- Work to be completed: Output consists of the line that contains "impl Related<super::room_session::Entity> for" plus every later line of the material below, each one duplicated exactly.

Task inputs START

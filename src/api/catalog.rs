//! Product catalogue, stock movement and CSV routes.

use super::{
    AppState,
    error::{ApiResult, ok},
};
use crate::{
    core::{
        catalog_csv::{self, ImportSummary},
        inventory::{self, StockAdjustment, StockEntry},
        product::{self, NewProduct, PosCatalog, ProductUpdate},
        tenant::OutletContext,
    },
    entities::{inventory_log, product as product_entity},
    errors::Result,
};
use axum::{
    Json, Router,
    body::Bytes,
    extract::{Path, Query, State},
    http::header,
    response::IntoResponse,
    routing::{get, post},
};
use serde::Deserialize;

/// Routes under `/api`
pub fn routes() -> Router<AppState> {
    Router::new()
        .route("/products", get(list_products).post(create_product))
        .route("/products/low-stock", get(low_stock))
        .route("/products/import", post(import_products))
        .route("/products/export", get(export_products))
        .route("/products/{id}", get(get_product).put(update_product))
        .route("/products/{id}/favorite", post(toggle_favorite))
        .route("/pos/catalog", get(pos_catalog))
        .route("/inventory/adjust", post(adjust_stock))
        .route("/inventory/receive", post(receive_stock))
        .route("/inventory/spoilage", post(log_spoilage))
        .route("/inventory/count", post(set_counted_level))
        .route("/inventory/bulk", post(bulk_stock_entry))
        .route("/inventory/history", get(inventory_history))
}

async fn list_products(State(state): State<AppState>, ctx: OutletContext) -> ApiResult<Vec<product_entity::Model>> {
    ok(product::list_products(&state.db, ctx.outlet_id()).await?)
}

async fn create_product(
    State(state): State<AppState>,
    ctx: OutletContext,
    Json(input): Json<NewProduct>,
) -> ApiResult<product_entity::Model> {
    ok(product::create_product(&state.db, ctx.outlet_id(), input).await?)
}

async fn get_product(
    State(state): State<AppState>,
    ctx: OutletContext,
    Path(id): Path<i64>,
) -> ApiResult<product_entity::Model> {
    ok(product::get_product(&state.db, ctx.outlet_id(), id).await?)
}

async fn update_product(
    State(state): State<AppState>,
    ctx: OutletContext,
    Path(id): Path<i64>,
    Json(update): Json<ProductUpdate>,
) -> ApiResult<product_entity::Model> {
    ok(product::update_product(&state.db, ctx.outlet_id(), id, update).await?)
}

async fn toggle_favorite(
    State(state): State<AppState>,
    ctx: OutletContext,
    Path(id): Path<i64>,
) -> ApiResult<product_entity::Model> {
    ok(product::toggle_favorite(&state.db, ctx.outlet_id(), id).await?)
}

async fn pos_catalog(State(state): State<AppState>, ctx: OutletContext) -> ApiResult<PosCatalog> {
    ok(product::pos_catalog(&state.db, ctx.outlet_id()).await?)
}

#[derive(Debug, Deserialize)]
struct ThresholdQuery {
    threshold: Option<i32>,
}

async fn low_stock(
    State(state): State<AppState>,
    ctx: OutletContext,
    Query(query): Query<ThresholdQuery>,
) -> ApiResult<Vec<product_entity::Model>> {
    let threshold = query
        .threshold
        .unwrap_or(state.config.business.low_stock_threshold);
    ok(product::low_stock(&state.db, ctx.outlet_id(), threshold).await?)
}

async fn import_products(State(state): State<AppState>, ctx: OutletContext, body: Bytes) -> ApiResult<ImportSummary> {
    ok(catalog_csv::import_products(&state.db, &ctx.outlet, body.as_ref()).await?)
}

async fn export_products(State(state): State<AppState>, ctx: OutletContext) -> Result<impl IntoResponse> {
    let body = catalog_csv::export_products(&state.db, ctx.outlet_id()).await?;
    let disposition = format!(
        "attachment; filename=\"{}\"",
        catalog_csv::export_filename(&ctx.outlet)
    );
    Ok((
        [
            (header::CONTENT_TYPE, "text/csv; charset=utf-8".to_string()),
            (header::CONTENT_DISPOSITION, disposition),
        ],
        body,
    ))
}

async fn adjust_stock(
    State(state): State<AppState>,
    ctx: OutletContext,
    Json(adjustment): Json<StockAdjustment>,
) -> ApiResult<inventory_log::Model> {
    ok(inventory::adjust_stock(&state.db, ctx.outlet_id(), adjustment).await?)
}

#[derive(Debug, Deserialize)]
struct ReceiveRequest {
    product_id: i64,
    quantity: i32,
    #[serde(default)]
    reference: Option<String>,
}

async fn receive_stock(
    State(state): State<AppState>,
    ctx: OutletContext,
    Json(req): Json<ReceiveRequest>,
) -> ApiResult<inventory_log::Model> {
    ok(inventory::receive_stock(&state.db, ctx.outlet_id(), req.product_id, req.quantity, req.reference).await?)
}

#[derive(Debug, Deserialize)]
struct SpoilageRequest {
    product_id: i64,
    quantity: i32,
    #[serde(default)]
    notes: Option<String>,
}

async fn log_spoilage(
    State(state): State<AppState>,
    ctx: OutletContext,
    Json(req): Json<SpoilageRequest>,
) -> ApiResult<inventory_log::Model> {
    ok(inventory::log_spoilage(&state.db, ctx.outlet_id(), req.product_id, req.quantity, req.notes).await?)
}

#[derive(Debug, Deserialize)]
struct CountRequest {
    product_id: i64,
    counted: i32,
    #[serde(default)]
    notes: Option<String>,
}

async fn set_counted_level(
    State(state): State<AppState>,
    ctx: OutletContext,
    Json(req): Json<CountRequest>,
) -> ApiResult<Option<inventory_log::Model>> {
    ok(inventory::set_counted_level(&state.db, ctx.outlet_id(), req.product_id, req.counted, req.notes).await?)
}

#[derive(Debug, Deserialize)]
struct BulkRequest {
    entries: Vec<StockEntry>,
    #[serde(default)]
    reference: Option<String>,
}

async fn bulk_stock_entry(
    State(state): State<AppState>,
    ctx: OutletContext,
    Json(req): Json<BulkRequest>,
) -> ApiResult<Vec<inventory_log::Model>> {
    ok(inventory::bulk_stock_entry(&state.db, ctx.outlet_id(), &req.entries, req.reference).await?)
}

#[derive(Debug, Deserialize)]
struct HistoryQuery {
    product_id: Option<i64>,
    #[serde(default = "default_history_limit")]
    limit: u64,
}

const fn default_history_limit() -> u64 {
    100
}

async fn inventory_history(
    State(state): State<AppState>,
    ctx: OutletContext,
    Query(query): Query<HistoryQuery>,
) -> ApiResult<Vec<inventory_log::Model>> {
    ok(inventory::inventory_history(&state.db, ctx.outlet_id(), query.product_id, query.limit).await?)
}
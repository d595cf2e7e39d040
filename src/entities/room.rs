//! Room entity - a rentable karaoke room.

use sea_orm::entity::prelude::*;
use serde::{Deserialize, Serialize};

/// Room database model
#[derive(Clone, Debug, PartialEq, DeriveEntityModel, Serialize, Deserialize)]
#[sea_orm(table_name = "rooms")]
pub struct Model {
    /// Unique identifier for the room
    #[sea_orm(primary_key)]
    pub id: i64,
    /// Owning outlet
    pub outlet_id: i64,
    /// Display name, e.g. "VIP Room A"
    pub name: String,
    /// Seats
    pub capacity: i32,
    /// Rental rate per hour
    pub price_per_hour: f64,
    /// Retired rooms stay for history but cannot host sessions
    pub is_active: bool,
}

/// Defines relationships between Room and other entities
#[derive(Copy, Clone, Debug, EnumIter, DeriveRelation)]
pub enum Relation {
    /// Each room belongs to one outlet
    #[sea_orm(
        belongs_to = "super::outlet::Entity",
        from = "Column::OutletId",
        to = "super::outlet::Column::Id"
    )]
    Outlet,
    /// One room hosts many sessions
    #[sea_orm(has_many = "super::room_session::Entity")]
    Sessions,
}

impl Related<super::outlet::Entity> for Entity {
    fn to() -> RelationDef {
        Relation::Outlet.def()
    }
}

impl Related<super::room_session::Entity> for Entity {
    fn to() -> RelationDef {
        Relation::Sessions.def()
    }
}

impl ActiveModelBehavior for ActiveModel {}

Task inputs END

- Task response:
impl Related<super::room_session::Entity> for Entity {
    fn to() -> RelationDef {
        Relation::Sessions.def()
    }
}

impl ActiveModelBehavior for ActiveModel {}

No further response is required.